The niece used to call weekly to check in, but soon after the aide arrived her success in reaching him was sporadic. It became even more difficult some 8 months later. Within a year, neither the niece nor other family members were able to get through at all.
In little more than a year the individual wrote checks to the aide for $800,000. Soon after he wrote five checks, each for $100,000. But the game was beginning to end. He had most of his wealth in mutual funds with a well-known company. The company records all of its phone calls. (The IRS introduced these recordings in the tax case.) A representative for the company expressed concern that the taxpayer had written five $100,000 in such a short time. The representative asked the individual to repeat his Social Security number and could hear the aide's voice prompting him in the background. The company's fraud team called the elderly man to verify the checks and could again hear the aide in the background. The mutual fund company didn't honor the checks and sent a letter to explain the steps he needed to regain control. The aide intercepted all the mail. The mutual fund company suspected elder abuse and reported it to the state health and human services agency.

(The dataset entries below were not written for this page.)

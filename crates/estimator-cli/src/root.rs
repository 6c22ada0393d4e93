use estimator_core::paths::ESTIMATOR_DIR;
use std::path::{Path, PathBuf};

/// Resolve the project root.
///
/// Priority:
/// 1. `--root` flag / `ESTIMATOR_ROOT` env var (passed in as `explicit`)
/// 2. Walk upward from `cwd` looking for `.estimator/`
/// 3. Fall back to `cwd`
pub fn resolve_root(explicit: Option<&Path>) -> PathBuf {
    if let Some(p) = explicit {
        return p.to_path_buf();
    }

    let cwd = std::env::current_dir().unwrap_or_else(|_| PathBuf::from("."));
    find_marked_ancestor(&cwd).unwrap_or(cwd)
}

fn find_marked_ancestor(start: &Path) -> Option<PathBuf> {
    start
        .ancestors()
        .find(|dir| dir.join(ESTIMATOR_DIR).is_dir())
        .map(Path::to_path_buf)
}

The aide went to an estate attorney to get power of attorney, but the attorney knew about the blocked mutual fund accounts and refused to accommodate her. It wasn't long before the local public guardian file a petition in state court for temporary conservatorship which was granted.
To add injury to insult the aide's care was mentioned in the case. The best description of the living conditions was that it was similar to that in a poor third world country.
The aide found no sympathy in Tax Court. The Court found the money paid her was not a loan or a gift but self-employment income and subject to the self-employment tax. The Court also found the aide's tax returns for the two years at issue were fraudulent as the aide reported no income from the individual and that the indications of fraud were present. The Court held that through undue influence the aide obtained $451,891.05 in one year and $474,983.22 in the next that should have been reported.
Steps to Take
While this case may have been somewhat unusual because of the dollar amount involved, some amount of embezzlement probably occurs more frequently than most people imagine. While aides have been implicated, it's not unusual for relatives and even friends to be involved. What steps can you take to minimize financial elder abuse? There's no one answer and much depends on the situation. An elderly person with no living relatives or close friends needs a different approach than one with relatives living in the same town. And keep in mind that there's virtually no way of preventing all embezzlement. Preventing theft of $50 from the monthly grocery allowance may be far too involved and costly. In the discussion below, we've assumed "you" refers to a competent relative or trusted friend.
If you see something, say something. That's the catch phrase for anti-terrorism campaigns, but it applies here. The mutual fund company recognized a potential issue. People fall prey to con artists because they're too trusting. With hindsight, the niece should have made a trip to visit her uncle when she first had difficulty getting through to him. Be suspicious. That doesn't mean you have to accuse someone, but popping in for a visit when things don't sound right can signal that someone is checking and that alone my forestall problems. Regular surprise visits may discourage unlawful activity.
Cognitive measurement. Try to get some idea of where the individual is currently. Age isn't the only factor. We've seen individuals well into their upper 90's who are more competent than those in their 60's. The review should be done by a professional.
Easy mark. One of the first rules of a good con artist is to look for an easy mark. If a mark looks like work, they'll probably move on. The obstacles don't have to be insurmountable, just tougher than the next potential target.
List of assets. Before real problems arise, you and the relative should make a list of assets, bank and brokerage accounts, safety deposit boxes etc. You won't know what's missing if you don't know what you have now. While a will may have a detailed list, it's unlikely to include all a person's current assets. More than a few individuals have unconventional holdings such as small bank accounts, possibly even from another state, undeveloped land, etc. You should also consider household and personal assets such artwork, antiques, jewelry, etc. One of the easiest ways for an aide or other party to steal is to take items that won't be readily missed.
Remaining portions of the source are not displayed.